• **WHAT THE TASK REQUIRES**: Every entry must be echoed exactly.

• **STORED DATA**:
====================

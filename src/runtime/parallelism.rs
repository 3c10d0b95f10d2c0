//! Thread-level parallelism configuration for CPU kernels

/// Default minimum number of items handed to one rayon task.
pub const DEFAULT_MIN_LEN: usize = 64;

/// Controls how CPU kernels split work across threads.
///
/// `num_threads: None` uses rayon's global pool; `Some(n)` builds a dedicated
/// pool with `n` workers. `Some(1)` forces single-threaded execution.
/// `min_len` is the smallest chunk of rows or sites a rayon task processes.
#[derive(Clone, Copy, Debug, Default, PartialEq, Eq)]
pub struct ParallelismConfig {
    /// Worker thread count, `None` for the global pool
    pub num_threads: Option<usize>,
    /// Minimum items per task, `None` for [`DEFAULT_MIN_LEN`]
    pub min_len: Option<usize>,
}

impl ParallelismConfig {
    /// Create a parallelism configuration
    pub fn new(num_threads: Option<usize>, min_len: Option<usize>) -> Self {
        Self {
            num_threads,
            min_len,
        }
    }

    /// Single-threaded configuration
    pub fn sequential() -> Self {
        Self::new(Some(1), None)
    }

    /// Effective minimum chunk length
    #[inline]
    pub fn min_len(&self) -> usize {
        self.min_len.unwrap_or(DEFAULT_MIN_LEN).max(1)
    }

    /// Returns true if kernels must run on the calling thread only
    #[inline]
    pub fn is_sequential(&self) -> bool {
        self.num_threads == Some(1)
    }
}

#[cfg(test)]
mod tests {
    use super::*;

    #[test]
    fn test_parallelism_defaults() {
        let cfg = ParallelismConfig::default();
        assert_eq!(cfg.min_len(), DEFAULT_MIN_LEN);
        assert!(!cfg.is_sequential());
        assert!(ParallelismConfig::sequential().is_sequential());
        assert_eq!(ParallelismConfig::new(None, Some(0)).min_len(), 1);
    }
}
//! Active-site coordinate sets

use crate::error::{Error, Result};
use crate::sparse::hash_grid::{GridPolicy, HashGrid};
use crate::tensor::Shape;

/// Coordinates of the active sites of one sparse tensor
///
/// Stored as a flat row-major `i32` array of `N x (ndim + 1)` entries; column
/// 0 is the batch index, columns `1..=ndim` are spatial coordinates. Row `i`
/// is active site `i`. Coordinates are unique and in bounds.
#[derive(Clone, Debug, PartialEq, Eq)]
pub struct CoordinateSet {
    indices: Vec<i32>,
    spatial_shape: Shape,
    batch_size: usize,
}

impl CoordinateSet {
    /// Create a validated coordinate set
    ///
    /// # Errors
    ///
    /// - `InvalidArgument` if `indices.len()` is not a multiple of `ndim + 1`
    ///   or the spatial shape is empty
    /// - `CoordinateOutOfBounds` for negative or too-large coordinates
    /// - `DuplicateCoordinate` if a coordinate appears twice
    pub fn new(indices: Vec<i32>, spatial_shape: impl Into<Shape>, batch_size: usize) -> Result<Self> {
        let set = Self::new_unchecked(indices, spatial_shape.into(), batch_size)?;
        set.validate_bounds()?;
        set.validate_unique()?;
        Ok(set)
    }

    /// Create a coordinate set whose rows are known to be valid and unique
    ///
    /// Only the layout is checked. Used by the rulebook builder, which
    /// produces coordinates through a hash grid.
    pub(crate) fn new_unchecked(indices: Vec<i32>, spatial_shape: Shape, batch_size: usize) -> Result<Self> {
        let ndim = spatial_shape.ndim();
        if ndim == 0 {
            return Err(Error::invalid_argument(
                "spatial_shape",
                "sparse tensors need at least one spatial dimension",
            ));
        }
        if spatial_shape
            .checked_volume()
            .and_then(|v| v.checked_mul(batch_size))
            .is_none_or(|v| v > i64::MAX as usize)
        {
            return Err(Error::invalid_argument(
                "spatial_shape",
                format!("grid {:?} x batch {} is too large", spatial_shape, batch_size),
            ));
        }
        if !indices.len().is_multiple_of(ndim + 1) {
            return Err(Error::invalid_argument(
                "indices",
                format!(
                    "length {} is not a multiple of ndim + 1 = {}",
                    indices.len(),
                    ndim + 1
                ),
            ));
        }
        Ok(Self {
            indices,
            spatial_shape,
            batch_size,
        })
    }

    /// Create an empty coordinate set
    pub fn empty(spatial_shape: impl Into<Shape>, batch_size: usize) -> Result<Self> {
        Self::new_unchecked(Vec::new(), spatial_shape.into(), batch_size)
    }

    fn validate_bounds(&self) -> Result<()> {
        for coord in self.iter() {
            if !self.contains_in_bounds(coord) {
                return Err(Error::CoordinateOutOfBounds {
                    coord: coord.to_vec(),
                    batch_size: self.batch_size,
                    spatial_shape: self.spatial_shape.to_vec(),
                });
            }
        }
        Ok(())
    }

    fn validate_unique(&self) -> Result<()> {
        let mut grid = HashGrid::new(&self.spatial_shape, self.batch_size, GridPolicy::default())?;
        for (row, coord) in self.iter().enumerate() {
            let index = grid.insert_or_get(coord)?;
            if index != row {
                return Err(Error::DuplicateCoordinate {
                    coord: coord.to_vec(),
                    first: index,
                    second: row,
                });
            }
        }
        Ok(())
    }

    /// Returns true if `coord` lies inside the batch range and spatial shape
    #[inline]
    pub fn contains_in_bounds(&self, coord: &[i32]) -> bool {
        coord.len() == self.row_len()
            && coord[0] >= 0
            && (coord[0] as usize) < self.batch_size
            && coord[1..]
                .iter()
                .zip(self.spatial_shape.iter())
                .all(|(&c, &dim)| c >= 0 && (c as usize) < dim)
    }

    /// Number of active sites
    #[inline]
    pub fn len(&self) -> usize {
        self.indices.len() / self.row_len()
    }

    /// Returns true if there are no active sites
    #[inline]
    pub fn is_empty(&self) -> bool {
        self.indices.is_empty()
    }

    /// Number of spatial dimensions
    #[inline]
    pub fn ndim(&self) -> usize {
        self.spatial_shape.ndim()
    }

    /// Entries per coordinate row (`ndim + 1`)
    #[inline]
    pub fn row_len(&self) -> usize {
        self.spatial_shape.ndim() + 1
    }

    /// Spatial shape of the grid
    #[inline]
    pub fn spatial_shape(&self) -> &Shape {
        &self.spatial_shape
    }

    /// Batch size
    #[inline]
    pub fn batch_size(&self) -> usize {
        self.batch_size
    }

    /// Coordinate of active site `i` (batch index first)
    ///
    /// # Panics
    ///
    /// Panics if `i >= len()`.
    #[inline]
    pub fn coord(&self, i: usize) -> &[i32] {
        let w = self.row_len();
        &self.indices[i * w..(i + 1) * w]
    }

    /// Iterate over coordinates in active-site order
    pub fn iter(&self) -> std::slice::ChunksExact<'_, i32> {
        self.indices.chunks_exact(self.row_len())
    }

    /// Flat row-major coordinate array
    #[inline]
    pub fn as_slice(&self) -> &[i32] {
        &self.indices
    }

    /// Returns true if both sets hold the same coordinates in the same order
    pub fn same_sites(&self, other: &CoordinateSet) -> bool {
        self.spatial_shape == other.spatial_shape
            && self.batch_size == other.batch_size
            && self.indices == other.indices
    }
}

====================

• **YOUR RESPONSE**:
filename src/runtime/parallelism.rs
repository 3c10d0b95f10d2c0
//! Thread-level parallelism configuration for CPU kernels

/// Default minimum number of items handed to one rayon task.
pub const DEFAULT_MIN_LEN: usize = 64;

/// Controls how CPU kernels split work across threads.
///
/// `num_threads: None` uses rayon's global pool; `Some(n)` builds a dedicated
/// pool with `n` workers. `Some(1)` forces single-threaded execution.
/// `min_len` is the smallest chunk of rows or sites a rayon task processes.
#[derive(Clone, Copy, Debug, Default, PartialEq, Eq)]
pub struct ParallelismConfig {
    /// Worker thread count, `None` for the global pool
    pub num_threads: Option<usize>,
    /// Minimum items per task, `None` for [`DEFAULT_MIN_LEN`]
    pub min_len: Option<usize>,
}

impl ParallelismConfig {
    /// Create a parallelism configuration
    pub fn new(num_threads: Option<usize>, min_len: Option<usize>) -> Self {
        Self {
            num_threads,
            min_len,
        }
    }

    /// Single-threaded configuration
    pub fn sequential() -> Self {
        Self::new(Some(1), None)
    }

    /// Effective minimum chunk length
    #[inline]
    pub fn min_len(&self) -> usize {
        self.min_len.unwrap_or(DEFAULT_MIN_LEN).max(1)
    }

    /// Returns true if kernels must run on the calling thread only
    #[inline]
    pub fn is_sequential(&self) -> bool {
        self.num_threads == Some(1)
    }
}

#[cfg(test)]
mod tests {
    use super::*;

    #[test]
    fn test_parallelism_defaults() {
        let cfg = ParallelismConfig::default();
        assert_eq!(cfg.min_len(), DEFAULT_MIN_LEN);
        assert!(!cfg.is_sequential());
        assert!(ParallelismConfig::sequential().is_sequential());
        assert_eq!(ParallelismConfig::new(None, Some(0)).min_len(), 1);
    }
}
//! Active-site coordinate sets

use crate::error::{Error, Result};
use crate::sparse::hash_grid::{GridPolicy, HashGrid};
use crate::tensor::Shape;

/// Coordinates of the active sites of one sparse tensor
///
/// Stored as a flat row-major `i32` array of `N x (ndim + 1)` entries; column
/// 0 is the batch index, columns `1..=ndim` are spatial coordinates. Row `i`
/// is active site `i`. Coordinates are unique and in bounds.
#[derive(Clone, Debug, PartialEq, Eq)]
pub struct CoordinateSet {
    indices: Vec<i32>,
    spatial_shape: Shape,
    batch_size: usize,
}

impl CoordinateSet {
    /// Create a validated coordinate set
    ///
    /// # Errors
    ///
    /// - `InvalidArgument` if `indices.len()` is not a multiple of `ndim + 1`
    ///   or the spatial shape is empty
    /// - `CoordinateOutOfBounds` for negative or too-large coordinates
    /// - `DuplicateCoordinate` if a coordinate appears twice
    pub fn new(indices: Vec<i32>, spatial_shape: impl Into<Shape>, batch_size: usize) -> Result<Self> {
        let set = Self::new_unchecked(indices, spatial_shape.into(), batch_size)?;
        set.validate_bounds()?;
        set.validate_unique()?;
        Ok(set)
    }

    /// Create a coordinate set whose rows are known to be valid and unique
    ///
    /// Only the layout is checked. Used by the rulebook builder, which
    /// produces coordinates through a hash grid.
    pub(crate) fn new_unchecked(indices: Vec<i32>, spatial_shape: Shape, batch_size: usize) -> Result<Self> {
        let ndim = spatial_shape.ndim();
        if ndim == 0 {
            return Err(Error::invalid_argument(
                "spatial_shape",
                "sparse tensors need at least one spatial dimension",
            ));
        }
        if spatial_shape
            .checked_volume()
            .and_then(|v| v.checked_mul(batch_size))
            .is_none_or(|v| v > i64::MAX as usize)
        {
            return Err(Error::invalid_argument(
                "spatial_shape",
                format!("grid {:?} x batch {} is too large", spatial_shape, batch_size),
            ));
        }
        if !indices.len().is_multiple_of(ndim + 1) {
            return Err(Error::invalid_argument(
                "indices",
                format!(
                    "length {} is not a multiple of ndim + 1 = {}",
                    indices.len(),
                    ndim + 1
                ),
            ));
        }
        Ok(Self {
            indices,
            spatial_shape,
            batch_size,
        })
    }

    /// Create an empty coordinate set
    pub fn empty(spatial_shape: impl Into<Shape>, batch_size: usize) -> Result<Self> {
        Self::new_unchecked(Vec::new(), spatial_shape.into(), batch_size)
    }

    fn validate_bounds(&self) -> Result<()> {
        for coord in self.iter() {
            if !self.contains_in_bounds(coord) {
                return Err(Error::CoordinateOutOfBounds {
                    coord: coord.to_vec(),
                    batch_size: self.batch_size,
                    spatial_shape: self.spatial_shape.to_vec(),
                });
            }
        }
        Ok(())
    }

    fn validate_unique(&self) -> Result<()> {
        let mut grid = HashGrid::new(&self.spatial_shape, self.batch_size, GridPolicy::default())?;
        for (row, coord) in self.iter().enumerate() {
            let index = grid.insert_or_get(coord)?;
            if index != row {
                return Err(Error::DuplicateCoordinate {
                    coord: coord.to_vec(),
                    first: index,
                    second: row,
                });
            }
        }
        Ok(())
    }

    /// Returns true if `coord` lies inside the batch range and spatial shape
    #[inline]
    pub fn contains_in_bounds(&self, coord: &[i32]) -> bool {
        coord.len() == self.row_len()
            && coord[0] >= 0
            && (coord[0] as usize) < self.batch_size
            && coord[1..]
                .iter()
                .zip(self.spatial_shape.iter())
                .all(|(&c, &dim)| c >= 0 && (c as usize) < dim)
    }

    /// Number of active sites
    #[inline]
    pub fn len(&self) -> usize {
        self.indices.len() / self.row_len()
    }

    /// Returns true if there are no active sites
    #[inline]
    pub fn is_empty(&self) -> bool {
        self.indices.is_empty()
    }

    /// Number of spatial dimensions
    #[inline]
    pub fn ndim(&self) -> usize {
        self.spatial_shape.ndim()
    }

    /// Entries per coordinate row (`ndim + 1`)
    #[inline]
    pub fn row_len(&self) -> usize {
        self.spatial_shape.ndim() + 1
    }

    /// Spatial shape of the grid
    #[inline]
    pub fn spatial_shape(&self) -> &Shape {
        &self.spatial_shape
    }

    /// Batch size
    #[inline]
    pub fn batch_size(&self) -> usize {
        self.batch_size
    }

    /// Coordinate of active site `i` (batch index first)
    ///
    /// # Panics
    ///
    /// Panics if `i >= len()`.
    #[inline]
    pub fn coord(&self, i: usize) -> &[i32] {
        let w = self.row_len();
        &self.indices[i * w..(i + 1) * w]
    }

    /// Iterate over coordinates in active-site order
    pub fn iter(&self) -> std::slice::ChunksExact<'_, i32> {
        self.indices.chunks_exact(self.row_len())
    }

    /// Flat row-major coordinate array
    #[inline]
    pub fn as_slice(&self) -> &[i32] {
        &self.indices
    }

    /// Returns true if both sets hold the same coordinates in the same order
    pub fn same_sites(&self, other: &CoordinateSet) -> bool {
        self.spatial_shape == other.spatial_shape
            && self.batch_size == other.batch_size
            && self.indices == other.indices
    }
}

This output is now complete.